1. tulapip

    tulapip Registered User

    Mar 17, 2008
    1
    Hampshire
    Hi, I am new to this site but from what I have read it seems a great place for comfort and reassurance for carers. My Father has had AD for about 6 years and I have been his main carer for most of that time. However, during the last 6 months things have been quite hard and we made the decision to put him into a care home in January, needless to say it has been the worst 2 months of my life! He was first placed in a state run care home about 40 mins from his home where Social Services wanted to keep him because it wouldn't cost them so much, regardless of the fact that the security of the home was very, very, lax and he had managed to "escape" twice! I fought them long and hard to get him a place closer to home so that we could visit him more often. I eventually found him a lovely room 5 minutes away but was told by SS that it was more than their "rates" and the family would have to pay £55 top up fee's which we just couldn't afford. So a very stressfull time was made much worse by their attitude! We eventually managed to get a room at their rates and moved him 3 weeks ago, however, although its a lovely place and I believe he's well cared for moving him after 5 weeks has seriously disrupted and unsettled him and he is having trouble settling at the new place. 2 weeks ago he got really agressive because he wanted to go home and the staff struggled to cope with the situation so they asked us if we would mind not going to see him for a few days in order for him to settle in. We agreed, but since then they have just kept saying another few days, another few days and its is now 2 weeks since he has seen any of the family. I am finding this very stressfull and my Father must think he's been abandoned. Is this normal procedure or should I be making more of a fuss?
     
  2. Canadian Joanne

    Canadian Joanne Volunteer Moderator

    Apr 8, 2005
    16,156
    Toronto, Canada
    Quite often I hear that care homes ask that families not visit for a while. But two weeks is very difficult on you, although it may not be bothering your father as much as it is you.

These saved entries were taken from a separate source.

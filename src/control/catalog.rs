use crate::control::{page_links, render_template, ControllerError, PageLink, Response};
use crate::Settings;
use actix_web::get;
use actix_web::web::Data;
use actix_web::HttpRequest;
use askama::Template;
use percent_encoding::{utf8_percent_encode, AsciiSet, NON_ALPHANUMERIC};
use store_api::ApiClient;
use store_types::catalog::CatalogView;
use store_types::fold;
use store_types::price::{Brl, Price};
use store_types::product::Product;
use url::form_urlencoded;

const TEXT_PARAM: &AsciiSet = &NON_ALPHANUMERIC
    .remove(b'-')
    .remove(b'_')
    .remove(b'.')
    .remove(b'~');

/// Catalog filter state as carried in the page URL.
///
/// `categoria` is the navigation category coming from a category link,
/// every `categorias` value is a ticked checkbox, `q` is the search box.
#[derive(Debug, Clone, PartialEq, Eq)]
pub struct CatalogQuery {
    pub categoria: Option<String>,
    pub categorias: Vec<String>,
    pub q: String,
    pub page: usize,
}

impl Default for CatalogQuery {
    fn default() -> Self {
        Self {
            categoria: None,
            categorias: vec![],
            q: String::new(),
            page: 1,
        }
    }
}

impl CatalogQuery {
    pub fn parse(query: &str) -> Result<Self, ControllerError> {
        let mut parsed = CatalogQuery::default();
        let mut seen = vec![];
        for (key, value) in form_urlencoded::parse(query.as_bytes()) {
            match key.as_ref() {
                "categoria" => {
                    let value = value.trim();
                    parsed.categoria = (!value.is_empty()).then(|| value.to_string());
                }
                "categorias" => {
                    let value = value.trim();
                    let folded = fold(value);
                    if !value.is_empty() && !seen.contains(&folded) {
                        seen.push(folded);
                        parsed.categorias.push(value.to_string());
                    }
                }
                "q" => parsed.q = value.into_owned(),
                "page" => {
                    let value = value.trim();
                    if !value.is_empty() {
                        parsed.page =
                            value
                                .parse()
                                .map_err(|_| ControllerError::InvalidInput {
                                    field: "page".to_string(),
                                    msg: format!("{value:?} is not a page number"),
                                })?;
                    }
                }
                _ => (),
            }
        }
        Ok(parsed)
    }

    /// Replays the URL state onto a freshly loaded view: navigation
    /// category, then checkbox toggles, then search, then the page.
    pub fn apply(&self, view: &mut CatalogView) {
        view.set_category_filter_from_link(self.categoria.as_deref());
        for name in &self.categorias {
            view.toggle_category(name);
        }
        view.set_search_term(&self.q);
        view.go_to_page(self.page);
    }

    pub fn to_query_string(&self, page: usize) -> String {
        let mut serializer = form_urlencoded::Serializer::new(String::new());
        if let Some(c) = &self.categoria {
            serializer.append_pair("categoria", c);
        }
        for c in &self.categorias {
            serializer.append_pair("categorias", c);
        }
        if !self.q.trim().is_empty() {
            serializer.append_pair("q", &self.q);
        }
        if page > 1 {
            serializer.append_pair("page", &page.to_string());
        }
        serializer.finish()
    }

    pub fn url(&self, page: usize) -> String {
        let qs = self.to_query_string(page);
        if qs.is_empty() {
            "/catalogo".to_string()
        } else {
            format!("/catalogo?{qs}")
        }
    }
}

/// `https://wa.me/<number>?text=...` link that opens a chat with the
/// order message already typed in.
pub fn whatsapp_link(number: &str, name: &str, price: &Price) -> String {
    let text = format!(
        "Olá! Gostaria de encomendar o produto: *{name}* por R${}",
        price.brl().amount()
    );
    format!(
        "https://wa.me/{number}?text={}",
        utf8_percent_encode(&text, TEXT_PARAM)
    )
}

pub struct ProductCard {
    pub name: String,
    pub images: Vec<String>,
    pub categories: Vec<String>,
    pub size: String,
    pub price: Brl,
    pub discount_price: Option<Brl>,
    pub order_url: String,
}

impl ProductCard {
    pub fn new(product: &Product, whatsapp_number: &str) -> Self {
        Self {
            name: product.name.clone(),
            images: product.images.clone(),
            categories: product.categories.clone(),
            size: product.size.clone(),
            price: product.price.brl(),
            discount_price: product.discount_price.map(|p| p.brl()),
            order_url: whatsapp_link(whatsapp_number, &product.name, &product.effective_price()),
        }
    }
}

pub struct CategoryOption {
    pub name: String,
    pub selected: bool,
}

#[derive(Template)]
#[template(path = "catalog.html")]
pub struct CatalogPage {
    categories: Vec<CategoryOption>,
    link_category: Option<String>,
    search: String,
    cards: Vec<ProductCard>,
    page_links: Vec<PageLink>,
    filtered_count: usize,
    load_failed: bool,
    clear_url: String,
}

impl CatalogPage {
    fn new(view: &CatalogView, query: &CatalogQuery, whatsapp_number: &str, load_failed: bool) -> Self {
        let categories = view
            .categories()
            .iter()
            .map(|c| CategoryOption {
                name: c.name.clone(),
                selected: view.is_selected(&c.name),
            })
            .collect();
        let cards = view
            .current_page_items()
            .into_iter()
            .map(|p| ProductCard::new(p, whatsapp_number))
            .collect();
        let page_links = page_links(view.current_page(), view.page_count(), |p| query.url(p));
        Self {
            categories,
            link_category: view.filter().link_category().map(str::to_string),
            search: view.filter().search_term().to_string(),
            cards,
            page_links,
            filtered_count: view.filtered_count(),
            load_failed,
            clear_url: "/catalogo".to_string(),
        }
    }
}

#[get("/catalogo")]
pub async fn catalog(
    req: HttpRequest,
    api: Data<ApiClient>,
    settings: Data<Settings>,
) -> Response {
    let query = CatalogQuery::parse(req.query_string())?;
    let (mut view, load_failed) = match api.catalog().await {
        Ok((products, categories)) => (CatalogView::load(products, categories), false),
        Err(err) => {
            log::warn!("Unable to load catalog: {err}");
            (CatalogView::default(), true)
        }
    };
    query.apply(&mut view);
    render_template(CatalogPage::new(
        &view,
        &query,
        &settings.whatsapp_number,
        load_failed,
    ))
}

#[cfg(test)]
mod tests {
    use super::*;
    use store_types::category::Category;

    fn product(id: u64, name: &str, categories: &[&str], price: &str) -> Product {
        serde_json::from_value(serde_json::json!({
            "id": id,
            "name": name,
            "slug": name.to_lowercase().replace(' ', "-"),
            "date": "2024-05-01",
            "images": [format!("https://api/img/{id}.webp")],
            "categories": categories,
            "price": price,
            "size": "20cm",
        }))
        .expect("product")
    }

    fn category(name: &str) -> Category {
        serde_json::from_value(serde_json::json!({
            "id": 1,
            "name": name,
            "categorySlug": name.to_lowercase(),
        }))
        .expect("category")
    }

    fn view(count: u64) -> CatalogView {
        let products = (1..=count)
            .map(|i| {
                let cat = if i % 2 == 0 { "Bolsas" } else { "Chaveiros" };
                product(i, &format!("Peça {i}"), &[cat], "49.90")
            })
            .collect();
        CatalogView::load(products, vec![category("Bolsas"), category("Chaveiros")])
    }

    #[test]
    fn parses_repeated_categories_and_page() {
        let q = CatalogQuery::parse("categoria=Bolsas&categorias=Bolsas&categorias=Chaveiros&q=azul&page=2")
            .expect("query");
        assert_eq!(q.categoria.as_deref(), Some("Bolsas"));
        assert_eq!(q.categorias, ["Bolsas", "Chaveiros"]);
        assert_eq!(q.q, "azul");
        assert_eq!(q.page, 2);
    }

    #[test]
    fn repeated_checkbox_is_selected_once() {
        let q = CatalogQuery::parse("categorias=Bolsas&categorias=b%C3%B4lsas").expect("query");
        assert_eq!(q.categorias, ["Bolsas"]);
    }

    #[test]
    fn blank_values_are_ignored() {
        let q = CatalogQuery::parse("categoria=+&categorias=&page=").expect("query");
        assert_eq!(q, CatalogQuery::default());
    }

    #[test]
    fn rejects_non_numeric_page() {
        assert!(matches!(
            CatalogQuery::parse("page=dois"),
            Err(ControllerError::InvalidInput { .. })
        ));
    }

    #[test]
    fn query_string_round_trips() {
        let q = CatalogQuery {
            categoria: Some("Bolsas de mão".to_string()),
            categorias: vec!["Chaveiros".to_string()],
            q: "azul".to_string(),
            page: 1,
        };
        let qs = q.to_query_string(3);
        let parsed = CatalogQuery::parse(&qs).expect("query");
        assert_eq!(parsed.page, 3);
        assert_eq!(parsed.categoria, q.categoria);
        assert_eq!(parsed.categorias, q.categorias);
        assert_eq!(parsed.q, q.q);
        assert_eq!(CatalogQuery::default().url(1), "/catalogo");
    }

    #[test]
    fn apply_resets_then_jumps_to_requested_page() {
        let mut v = view(14);
        let q = CatalogQuery {
            categorias: vec!["Bolsas".to_string()],
            page: 2,
            ..CatalogQuery::default()
        };
        q.apply(&mut v);
        assert_eq!(v.filtered_count(), 7);
        assert_eq!(v.current_page(), 2);
        assert_eq!(v.current_page_items().len(), 1);
    }

    #[test]
    fn pagination_links_keep_filters() {
        let mut v = view(20);
        let q = CatalogQuery::parse("q=pe%C3%A7a").expect("query");
        q.apply(&mut v);
        let page = CatalogPage::new(&v, &q, "5500", false);
        assert_eq!(page.page_links.len(), 4);
        assert_eq!(page.cards.len(), 6);
        assert!(page.page_links[0].current);
        assert_eq!(
            page.page_links[3].url.as_deref(),
            Some("/catalogo?q=pe%C3%A7a&page=4")
        );
    }

    #[test]
    fn load_failure_is_not_an_empty_result() {
        let v = CatalogView::default();
        let page = CatalogPage::new(&v, &CatalogQuery::default(), "5500", true);
        assert!(page.load_failed);
        assert_eq!(page.filtered_count, 0);
        assert!(page.page_links.is_empty());
    }

    #[test]
    fn checkbox_state_reflects_selection() {
        let mut v = view(4);
        CatalogQuery::parse("categorias=chaveiros")
            .expect("query")
            .apply(&mut v);
        let page = CatalogPage::new(&v, &CatalogQuery::default(), "5500", false);
        let selected = page
            .categories
            .iter()
            .filter(|c| c.selected)
            .map(|c| c.name.as_str())
            .collect::<Vec<_>>();
        assert_eq!(selected, ["Chaveiros"]);
    }

    #[test]
    fn whatsapp_link_encodes_order_message() {
        let p = product(1, "Bolsa Azul", &["Bolsas"], "1234.5");
        let link = whatsapp_link("559392385511", &p.name, &p.effective_price());
        assert_eq!(
            link,
            "https://wa.me/559392385511?text=Ol%C3%A1%21%20Gostaria%20de%20encomendar%20o%20produto%3A%20%2ABolsa%20Azul%2A%20por%20R%241.234%2C50"
        );
    }

    #[test]
    fn card_orders_at_discounted_price() {
        let mut p = product(1, "Chaveiro", &["Chaveiros"], "30");
        p.discount_price = Some("25,00".parse().expect("price"));
        let card = ProductCard::new(&p, "5500");
        assert_eq!(card.price.to_string(), "R$ 30,00");
        assert_eq!(card.discount_price.map(|b| b.to_string()).as_deref(), Some("R$ 25,00"));
        assert!(card.order_url.ends_with("R%2425%2C00"));
    }
}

    Why don't you suggest that you visit the home but spend a little time going over things with the staff? You can maybe just have a little peek at your dad. I would be asking about medication too. They tend to have an overly free hand sometimes. If push comes to shove, can they actually keep you out? I don't think so. But explain your concerns and keep your visits very short when you first start going in.
     
  3. connie

    connie Registered User

    Mar 7, 2004
    9,519
    Frinton-on-Sea
    Hallo tulapip, welcome to TP.

    I would agree with what Joanne has suggested. Only you know what your relationship with your dad is, and how it may be affecting him.

    Of course it has been a difficult time all round, with two moves in such a short time. You need to reassure yourself that all is well.

    You can be at the home, and give background about your dad, which could help them to settle him.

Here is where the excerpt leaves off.